Material supplied below:

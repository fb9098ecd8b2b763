//! Adapter over nalgebra's column-major `DMatrix<f64>`

use super::{LibraryAdapter, split_factors};
use crate::error::{Error, Result};
use crate::matrix::{MatrixHandle, check_product, check_shape, check_square};
use crate::operation::{
    BoxedEvd, BoxedMutatingBinary, BoxedMutatingScalar, BoxedMutatingUnary, BoxedProducingBinary,
    BoxedProducingUnary, BoxedProperty, BoxedSolve, BoxedSvd, DecompositionOperation, EvdFactors,
    MutatingUnaryOperation, SolveOperation, SvdFactors,
};
use crate::reference::ReferenceMatrix;
use nalgebra::{DMatrix, SVD, SymmetricEigen};

/// Registry key of the nalgebra library
pub const NAME: &str = "nalgebra";

impl MatrixHandle for DMatrix<f64> {
    fn zeros(rows: usize, cols: usize) -> Self {
        DMatrix::zeros(rows, cols)
    }

    fn rows(&self) -> usize {
        self.nrows()
    }

    fn cols(&self) -> usize {
        self.ncols()
    }

    #[inline]
    fn at(&self, row: usize, col: usize) -> f64 {
        self[(row, col)]
    }

    #[inline]
    fn set_at(&mut self, row: usize, col: usize, value: f64) {
        self[(row, col)] = value;
    }
}

/// nalgebra's dense linear algebra.
#[derive(Debug, Clone, Copy, Default)]
pub struct NalgebraLibrary;

impl LibraryAdapter for NalgebraLibrary {
    type Matrix = DMatrix<f64>;

    fn name(&self) -> &'static str {
        NAME
    }

    fn operation_add(&self) -> Result<BoxedMutatingBinary<DMatrix<f64>>> {
        Ok(Box::new(
            |left: &DMatrix<f64>, right: &DMatrix<f64>, target: &mut DMatrix<f64>| -> Result<()> {
                check_shape(right, left.shape())?;
                check_shape(target, left.shape())?;
                left.add_to(right, target);
                Ok(())
            },
        ))
    }

    fn operation_scale(&self) -> Result<BoxedMutatingScalar<DMatrix<f64>>> {
        Ok(Box::new(
            |input: &DMatrix<f64>, scalar: f64, target: &mut DMatrix<f64>| -> Result<()> {
                check_shape(target, input.shape())?;
                target.copy_from(input);
                *target *= scalar;
                Ok(())
            },
        ))
    }

    fn operation_multiply_to_produce(&self) -> Result<BoxedProducingBinary<DMatrix<f64>>> {
        Ok(Box::new(
            |left: &DMatrix<f64>, right: &DMatrix<f64>| -> Result<DMatrix<f64>> {
                check_product(left, right)?;
                Ok(left * right)
            },
        ))
    }

    fn operation_fill_by_multiplying(&self) -> Result<BoxedMutatingBinary<DMatrix<f64>>> {
        Ok(Box::new(
            |left: &DMatrix<f64>, right: &DMatrix<f64>, target: &mut DMatrix<f64>| -> Result<()> {
                let shape = check_product(left, right)?;
                check_shape(target, shape)?;
                // beta = 0: the previous contents of target are not read
                target.gemm(1.0, left, right, 0.0);
                Ok(())
            },
        ))
    }

    fn operation_equation_system_solver(
        &self,
        equations: usize,
        variables: usize,
        solutions: usize,
        spd: bool,
    ) -> Result<BoxedSolve<DMatrix<f64>>> {
        if equations != variables {
            return Err(Error::invalid_argument(
                "variables",
                format!("nalgebra solver handles square systems only, got {equations}x{variables}"),
            ));
        }
        Ok(Box::new(NalgebraSolver {
            spd,
            solution: DMatrix::zeros(variables, solutions),
        }))
    }

    fn operation_eigenvectors(&self, dim: usize) -> Result<BoxedMutatingUnary<DMatrix<f64>>> {
        Ok(Box::new(NalgebraEigenvectors {
            vectors: DMatrix::zeros(dim, dim),
        }))
    }

    fn operation_evd(&self, dim: usize) -> Result<BoxedEvd<DMatrix<f64>>> {
        Ok(Box::new(NalgebraEvd {
            factors: EvdFactors::zeros(dim),
        }))
    }

    fn operation_svd(&self, dim: usize) -> Result<BoxedSvd<DMatrix<f64>>> {
        Ok(Box::new(NalgebraSvd {
            factors: SvdFactors::zeros(dim),
        }))
    }

    fn operation_pseudoinverse(&self, dim: usize) -> Result<BoxedProducingUnary<DMatrix<f64>>> {
        Ok(Box::new(move |input: &DMatrix<f64>| -> Result<DMatrix<f64>> {
            check_shape(input, (dim, dim))?;
            // Same relative cutoff as the native kernel; ‖A‖_F bounds σ_max
            let eps = input.norm() * dim as f64 * f64::EPSILON;
            input
                .clone()
                .pseudo_inverse(eps)
                .map_err(|reason| Error::numerical("pseudoinverse", reason))
        }))
    }

    fn operation_determinant(&self, dim: usize) -> Result<BoxedProperty<DMatrix<f64>>> {
        Ok(Box::new(move |input: &DMatrix<f64>| -> Result<f64> {
            check_square(input)?;
            check_shape(input, (dim, dim))?;
            Ok(input.determinant())
        }))
    }

    fn from_reference(&self, reference: &ReferenceMatrix) -> DMatrix<f64> {
        DMatrix::from_fn(reference.rows(), reference.cols(), |i, j| {
            reference.get(i, j)
        })
    }

    fn copy(&self, source: &DMatrix<f64>, destination: &mut DMatrix<f64>) -> Result<()> {
        check_shape(destination, source.shape())?;
        destination.copy_from(source);
        Ok(())
    }

    fn norm(&self, matrix: &DMatrix<f64>) -> f64 {
        matrix.norm()
    }

    fn multiply(&self, factors: &[&DMatrix<f64>]) -> Result<DMatrix<f64>> {
        let (first, rest) = split_factors(factors)?;
        let mut acc = first.clone();
        for &factor in rest {
            check_product(&acc, factor)?;
            acc = &acc * factor;
        }
        Ok(acc)
    }

    fn subtract(&self, left: &DMatrix<f64>, right: &DMatrix<f64>) -> Result<DMatrix<f64>> {
        check_shape(right, left.shape())?;
        Ok(left - right)
    }

    fn transpose(&self, matrix: &DMatrix<f64>) -> DMatrix<f64> {
        matrix.transpose()
    }
}

/// nalgebra's decompositions consume their input, so each call pays one
/// copy of the body. The solution buffer is retained.
struct NalgebraSolver {
    spd: bool,
    solution: DMatrix<f64>,
}

impl SolveOperation<DMatrix<f64>> for NalgebraSolver {
    fn execute(&mut self, body: &DMatrix<f64>, rhs: &DMatrix<f64>) -> Result<&DMatrix<f64>> {
        let (variables, solutions) = self.solution.shape();
        check_shape(body, (variables, variables))?;
        check_shape(rhs, (variables, solutions))?;

        self.solution.copy_from(rhs);
        if self.spd {
            let cholesky = body.clone().cholesky().ok_or_else(|| {
                Error::numerical("Cholesky decomposition", "matrix is not positive definite")
            })?;
            cholesky.solve_mut(&mut self.solution);
        } else if !body.clone().lu().solve_mut(&mut self.solution) {
            return Err(Error::numerical("LU decomposition", "matrix is singular"));
        }
        Ok(&self.solution)
    }
}

fn symmetric_eigen(input: &DMatrix<f64>) -> Result<SymmetricEigen<f64, nalgebra::Dyn>> {
    SymmetricEigen::try_new(input.clone(), f64::EPSILON, 0)
        .ok_or_else(|| Error::numerical("symmetric eigendecomposition", "did not converge"))
}

struct NalgebraEigenvectors {
    vectors: DMatrix<f64>,
}

impl MutatingUnaryOperation<DMatrix<f64>> for NalgebraEigenvectors {
    fn execute(&mut self, input: &DMatrix<f64>) -> Result<&DMatrix<f64>> {
        check_shape(input, self.vectors.shape())?;
        let eigen = symmetric_eigen(input)?;
        self.vectors.copy_from(&eigen.eigenvectors);
        Ok(&self.vectors)
    }
}

struct NalgebraEvd {
    factors: EvdFactors<DMatrix<f64>>,
}

impl DecompositionOperation<DMatrix<f64>, EvdFactors<DMatrix<f64>>> for NalgebraEvd {
    fn execute(&mut self, input: &DMatrix<f64>) -> Result<&EvdFactors<DMatrix<f64>>> {
        check_shape(input, self.factors.vectors.shape())?;
        let eigen = symmetric_eigen(input)?;
        self.factors.vectors.copy_from(&eigen.eigenvectors);
        self.factors.values.set_diagonal(&eigen.eigenvalues);
        Ok(&self.factors)
    }
}

struct NalgebraSvd {
    factors: SvdFactors<DMatrix<f64>>,
}

impl DecompositionOperation<DMatrix<f64>, SvdFactors<DMatrix<f64>>> for NalgebraSvd {
    fn execute(&mut self, input: &DMatrix<f64>) -> Result<&SvdFactors<DMatrix<f64>>> {
        check_shape(input, self.factors.middle.shape())?;
        let svd = SVD::try_new(input.clone(), true, true, f64::EPSILON, 0)
            .ok_or_else(|| Error::numerical("SVD", "did not converge"))?;
        let (Some(u), Some(v_t)) = (svd.u.as_ref(), svd.v_t.as_ref()) else {
            return Err(Error::numerical("SVD", "singular vectors were not computed"));
        };
        self.factors.left.copy_from(u);
        self.factors.middle.set_diagonal(&svd.singular_values);
        self.factors.right.copy_from(v_t);
        Ok(&self.factors)
    }
}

End of Material supplied.

Where a line of the data above includes "middle", copy that line.

        check_shape(input, self.factors.middle.shape())?;
        self.factors.middle.set_diagonal(&svd.singular_values);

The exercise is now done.